I’ve heard of people digging into their retirement funds to finance their personal lives, which I don’t think is a great idea.

Some people signed up for everything and spent a lot of money. I don’t think if you would call it a mistake though. I do remember that I was organizing the disorientation — all the trips that led up to graduation — and a couple of people were like, “I don’t have any money left.”

As long as you don’t regret what you spent your money on, it’s not a mistake.

What was your experience with WeFinance? How did it compare with other services you’ve used in the past?

In one of my classes, we were looking at another online lender to see what they were doing, opportunities, and to understand the student loan market. For the assignment, we interviewed Willy and WeFinance just jumped out at me as really unique.

Willy was saying that WeFinance was trying to change how we think about student debt. Right now, it’s still considered very taboo to talk about debt — I love that you guys are trying to change that culture. Also, I love how I could leverage my own networks to raise funds, and to give friends and family a great return.

How was it different? I had to reach out to my friends and family and my network on Facebook. People already know that you’re going into debt if you’re going to grad school — and especially business school. It just opened up the conversation.

I liked that WeFinance was very personalized, which isn’t the case with other financial products. I like having control over the whole process. It’s eye opening to be able to set my own interest rates, payback periods, and months of deferral. I also love tha it’s my story that I’m telling to friends and family.
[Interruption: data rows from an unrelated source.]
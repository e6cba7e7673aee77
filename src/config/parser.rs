use crate::config::types::Settings;
use crate::config::validation::validate;
use crate::ConfigError;
use std::path::Path;

/// Loads and validates a settings file from the given path
///
/// # Arguments
///
/// * `path` - Path to the TOML settings file
///
/// # Returns
///
/// * `Ok(Settings)` - Successfully loaded and validated settings
/// * `Err(ConfigError)` - Failed to read, parse, or validate the file
pub fn load_settings(path: &Path) -> Result<Settings, ConfigError> {
    let content = std::fs::read_to_string(path)?;

    let settings: Settings = toml::from_str(&content)?;

    validate(&settings)?;

    Ok(settings)
}

/// Returns validated default settings
///
/// Used when no settings file is given on the command line.
pub fn default_settings() -> Result<Settings, ConfigError> {
    let settings = Settings::default();
    validate(&settings)?;
    Ok(settings)
}
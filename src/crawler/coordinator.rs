//! Crawl coordination
//!
//! Drives the sitemap walker and the metadata extractor over every
//! discovered product URL, assembles the record sequence, and keeps the
//! diagnostic counters. Strictly sequential: one URL in flight at a time,
//! with retry state scoped inside each fetch.

use crate::config::CrawlConfig;
use crate::crawler::extractor::Extractor;
use crate::crawler::fetcher::Fetcher;
use crate::crawler::sitemap::SitemapWalker;
use crate::record::ProductRecord;
use crate::Result;

/// What a finished crawl produced
#[derive(Debug, Default)]
pub struct CrawlOutcome {
    /// One record per successfully fetched product page, in discovery order
    pub records: Vec<ProductRecord>,

    /// Product sitemaps found in the index
    pub sitemaps_discovered: usize,

    /// Product URLs found across all sitemaps (duplicates included)
    pub products_discovered: usize,

    /// Product pages that could not be fetched and were skipped
    pub products_skipped: usize,
}

/// Main crawl coordinator
pub struct Coordinator {
    config: CrawlConfig,
    fetcher: Fetcher,
}

impl Coordinator {
    /// Creates a coordinator, building the HTTP client from settings
    pub fn new(config: CrawlConfig) -> Result<Self> {
        let fetcher = Fetcher::new(&config.settings)?;
        Ok(Self { config, fetcher })
    }

    /// Runs the crawl to completion
    ///
    /// 1. Resolve the index sitemap into product sitemap URLs (fatal if the
    ///    index is unreachable; nothing can be discovered without it)
    /// 2. Walk each sitemap for product page URLs
    /// 3. Extract the configured fields from every product page
    ///
    /// Per-URL failures below the index are contained: they are logged,
    /// counted, and never abort the run.
    pub async fn run(&self) -> Result<CrawlOutcome> {
        let walker = SitemapWalker::new(&self.fetcher);
        let extractor = Extractor::new(&self.fetcher, &self.config.fields, &self.config.settings);

        let sitemap_urls = walker
            .product_sitemap_urls(self.config.root_sitemap_url.as_str())
            .await?;
        tracing::info!("Found {} product sitemaps", sitemap_urls.len());

        let mut outcome = CrawlOutcome {
            sitemaps_discovered: sitemap_urls.len(),
            ..Default::default()
        };

        for sitemap_url in &sitemap_urls {
            let product_urls = walker.product_urls(sitemap_url).await;
            tracing::info!(
                "Found {} products in sitemap: {}",
                product_urls.len(),
                sitemap_url
            );
            outcome.products_discovered += product_urls.len();

            for product_url in &product_urls {
                match extractor.extract(product_url).await {
                    Some(record) => {
                        tracing::debug!("Fetched metadata for product: {}", record.display_name());
                        outcome.records.push(record);
                    }
                    None => outcome.products_skipped += 1,
                }
            }
        }

        tracing::info!(
            "Crawl complete: {} sitemaps, {} products discovered, {} records extracted, {} skipped",
            outcome.sitemaps_discovered,
            outcome.products_discovered,
            outcome.records.len(),
            outcome.products_skipped
        );

        Ok(outcome)
    }
}

/// Runs a complete crawl with the given configuration
///
/// # Example
///
/// ```no_run
/// use varebot::config::{CrawlConfig, Settings};
/// use varebot::crawler::crawl;
/// use varebot::record::ProductField;
///
/// # async fn example() -> varebot::Result<()> {
/// let config = CrawlConfig::new(
///     "https://shop.example/sitemap.xml",
///     vec![ProductField::FullName],
///     Settings::default(),
/// )?;
/// let outcome = crawl(config).await?;
/// println!("{} records", outcome.records.len());
/// # Ok(())
/// # }
/// ```
pub async fn crawl(config: CrawlConfig) -> Result<CrawlOutcome> {
    let coordinator = Coordinator::new(config)?;
    coordinator.run().await
}
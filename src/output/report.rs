use crate::record::ProductRecord;
use chrono::Local;
use std::path::{Path, PathBuf};
use thiserror::Error;

/// Errors that can occur while writing the product report
#[derive(Debug, Error)]
pub enum OutputError {
    #[error("No records to write")]
    NoRecords,

    #[error("Failed to write CSV: {0}")]
    Csv(#[from] csv::Error),

    #[error("IO error: {0}")]
    Io(#[from] std::io::Error),
}

/// Writes the collected records to a timestamped CSV report
///
/// The file is named `product_report_<YYYYmmdd_HHMMSS>.csv` and placed in
/// `dir`. Column headers are derived from the first record's field set;
/// every record in one run carries the same set by construction, so the
/// columns line up for all rows. Unmatched fields are written as empty
/// cells.
///
/// # Arguments
///
/// * `records` - The records to write; must be non-empty
/// * `dir` - Directory the report file is created in
///
/// # Returns
///
/// * `Ok(PathBuf)` - Path of the written report
/// * `Err(OutputError)` - Nothing to write, or the write failed
pub fn write_report(records: &[ProductRecord], dir: &Path) -> Result<PathBuf, OutputError> {
    let first = records.first().ok_or(OutputError::NoRecords)?;

    let filename = format!("product_report_{}.csv", Local::now().format("%Y%m%d_%H%M%S"));
    let path = dir.join(filename);

    if first.is_empty() {
        // No fields were requested; emit an empty report rather than
        // zero-width rows.
        std::fs::File::create(&path)?;
        tracing::warn!("No fields configured, report is empty: {}", path.display());
        return Ok(path);
    }

    let mut writer = csv::Writer::from_path(&path)?;

    writer.write_record(first.fields().map(|f| f.key()))?;
    for record in records {
        writer.write_record(record.entries().map(|(_, value)| value.unwrap_or("")))?;
    }
    writer.flush()?;

    Ok(path)
}
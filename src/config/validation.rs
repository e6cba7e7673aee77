use crate::config::types::{FetchSettings, OutputSettings, Settings, UserAgentSettings};
use crate::ConfigError;

/// Validates the entire settings block
pub fn validate(settings: &Settings) -> Result<(), ConfigError> {
    validate_fetch_settings(&settings.fetch)?;
    validate_user_agent_settings(&settings.user_agent)?;
    validate_output_settings(&settings.output)?;
    Ok(())
}

/// Validates fetch retry and timeout settings
fn validate_fetch_settings(settings: &FetchSettings) -> Result<(), ConfigError> {
    if settings.max_attempts < 1 || settings.max_attempts > 10 {
        return Err(ConfigError::Validation(format!(
            "max_attempts must be between 1 and 10, got {}",
            settings.max_attempts
        )));
    }

    if settings.initial_backoff_secs < 1 {
        return Err(ConfigError::Validation(format!(
            "initial_backoff_secs must be >= 1, got {}",
            settings.initial_backoff_secs
        )));
    }

    if settings.request_timeout_secs < 1 {
        return Err(ConfigError::Validation(format!(
            "request_timeout_secs must be >= 1, got {}",
            settings.request_timeout_secs
        )));
    }

    Ok(())
}

/// Validates the user agent identity
fn validate_user_agent_settings(settings: &UserAgentSettings) -> Result<(), ConfigError> {
    if settings.bot_name.is_empty() {
        return Err(ConfigError::Validation(
            "bot_name cannot be empty".to_string(),
        ));
    }

    if settings.task_name.is_empty() {
        return Err(ConfigError::Validation(
            "task_name cannot be empty".to_string(),
        ));
    }

    validate_email(&settings.contact_email)?;

    Ok(())
}

/// Validates output settings
fn validate_output_settings(settings: &OutputSettings) -> Result<(), ConfigError> {
    if settings.report_dir.is_empty() {
        return Err(ConfigError::Validation(
            "report_dir cannot be empty".to_string(),
        ));
    }

    Ok(())
}

/// Basic email validation
fn validate_email(email: &str) -> Result<(), ConfigError> {
    if email.is_empty() {
        return Err(ConfigError::Validation(
            "contact_email cannot be empty".to_string(),
        ));
    }

    // Basic email format check: must contain @ and have text on both sides
    let parts: Vec<&str> = email.split('@').collect();
    if parts.len() != 2 {
        return Err(ConfigError::Validation(format!(
            "Invalid email format: '{}'",
            email
        )));
    }

    let local = parts[0];
    let domain = parts[1];

    if local.is_empty() || domain.is_empty() {
        return Err(ConfigError::Validation(format!(
            "Invalid email format: '{}'",
            email
        )));
    }

    // Domain part should contain at least one dot
    if !domain.contains('.') {
        return Err(ConfigError::Validation(format!(
            "Invalid email domain: '{}'",
            email
        )));
    }

    Ok(())
}
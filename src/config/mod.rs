//! Configuration module for varebot
//!
//! This module handles the optional TOML settings file and the per-run crawl
//! configuration assembled from the command line.
//!
//! # Example
//!
//! ```no_run
//! use varebot::config::{load_settings, CrawlConfig};
//! use varebot::record::ProductField;
//! use std::path::Path;
//!
//! let settings = load_settings(Path::new("settings.toml")).unwrap();
//! let config = CrawlConfig::new(
//!     "https://example.com/sitemap.xml",
//!     vec![ProductField::FullName],
//!     settings,
//! )
//! .unwrap();
//! ```

mod parser;
mod types;
mod validation;

// Re-export types
pub use types::{
    CrawlConfig, ExtractSettings, FetchSettings, OutputSettings, Settings, UserAgentSettings,
};

// Re-export parser functions
pub use parser::{default_settings, load_settings};
use std::path::PathBuf;

use super::config::FetcherConfig;
use super::error::FetcherError;
use super::label::Label;
use super::manifest::SampleRef;
use super::transform::{ImageArray, ImageTransform};

/// A ready-to-train sample as handed out by `DataFetcher::fetch`.
///
/// The two modes put the label in different places when flattened, see
/// `into_single_tuple` and `into_stereo_tuple`.
#[derive(Clone, Debug, PartialEq)]
pub enum LoadedExample {
    Single {
        image: ImageArray,
        label: Label,
        file_name: String,
    },
    Stereo {
        image_1: ImageArray,
        image_2: ImageArray,
        label: Label,
        file_name: String,
    },
}

impl LoadedExample {
    pub fn label(&self) -> &Label {
        match self {
            LoadedExample::Single { label, .. } => label,
            LoadedExample::Stereo { label, .. } => label,
        }
    }

    pub fn file_name(&self) -> &str {
        match self {
            LoadedExample::Single { file_name, .. } => file_name,
            LoadedExample::Stereo { file_name, .. } => file_name,
        }
    }

    pub fn is_stereo(&self) -> bool {
        matches!(self, LoadedExample::Stereo { .. })
    }

    /// `(image, label, file_name)`
    pub fn into_single_tuple(self) -> Option<(ImageArray, Label, String)> {
        match self {
            LoadedExample::Single {
                image,
                label,
                file_name,
            } => Some((image, label, file_name)),
            LoadedExample::Stereo { .. } => None,
        }
    }

    /// `(image_1, image_2, label, file_name)`
    pub fn into_stereo_tuple(self) -> Option<(ImageArray, ImageArray, Label, String)> {
        match self {
            LoadedExample::Stereo {
                image_1,
                image_2,
                label,
                file_name,
            } => Some((image_1, image_2, label, file_name)),
            LoadedExample::Single { .. } => None,
        }
    }
}

/// Turns a `SampleRef` into a `LoadedExample`.
#[derive(Clone, Debug)]
pub struct SampleLoader {
    transform: ImageTransform,
    image_extension: String,
}

impl SampleLoader {
    pub fn new(config: &FetcherConfig) -> Self {
        SampleLoader {
            transform: ImageTransform::new(config.image_height, config.image_width),
            image_extension: config.image_extension.clone(),
        }
    }

    /// Image that sits next to a non-stereo label.
    pub fn image_path_for(&self, label_path: &std::path::Path) -> PathBuf {
        label_path.with_extension(&self.image_extension)
    }

    pub fn load(&self, sample: &SampleRef) -> Result<LoadedExample, FetcherError> {
        self.load_inner(sample)
            .map_err(|e| FetcherError::for_sample(sample.label_path(), e))
    }

    fn load_inner(&self, sample: &SampleRef) -> Result<LoadedExample, FetcherError> {
        match sample {
            SampleRef::Single { label_path } => {
                let label = Label::load(label_path)?;
                let image = self.transform.load(&self.image_path_for(label_path))?;
                Ok(LoadedExample::Single {
                    image,
                    label,
                    file_name: sample.file_name(),
                })
            }
            SampleRef::Stereo {
                label_path,
                image_1,
                image_2,
            } => {
                let label = Label::load(label_path)?;
                let (image_1, image_2) = rayon::join(
                    || self.transform.load(image_1),
                    || self.transform.load(image_2),
                );
                Ok(LoadedExample::Stereo {
                    image_1: image_1?,
                    image_2: image_2?,
                    label,
                    file_name: sample.file_name(),
                })
            }
        }
    }
}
If I had to list one reason on why I chose WeFinance from my other options, it would be the control. You won’t get that anywhere else, especially in financial products.

What do you look for when you consider financial products?

I think customer service is really important. If I have a question, I want to be able to talk to a human being.

I also get really annoyed if you don’t have basic information on your website. It shows a lack of transparency to me. Also, if I can’t figure out what your service does from your website, that’s silly.

Another thing I look for in financial products is fairness. Do I think it’s fair and does it make sense to use it? With WeFinance and my student loan situation, my biggest question was whether I would get a fair interest rate. We all know the federal government rates are unfair for certain degrees based on their risk.

So to sum it up: customer service, transparency, and the fairness of the product/service.

Do you think you would ever use WeFinance in the future? For trips, mortgage, or something else?

Hopefully I won’t need to raise money again but if the opportunity presented itself to list again on WeFinance… why not?

I really like how WeFinance isn’t just a mechanism for raising money. It’s trying to change the culture of how we think of lending, loans, and debt — that can only be a good thing.

If you’re willing to crowdfund to people across the world you don’t even know, why wouldn’t you be willing to lend to people you know and trust? The foundation of WeFinance makes sense and I’m a huge supporter and hope it continues to grow.

Would I lend to people on the platform? Definitely! I would be interested in lending to people in my network, Haas students, or maybe even other business schools!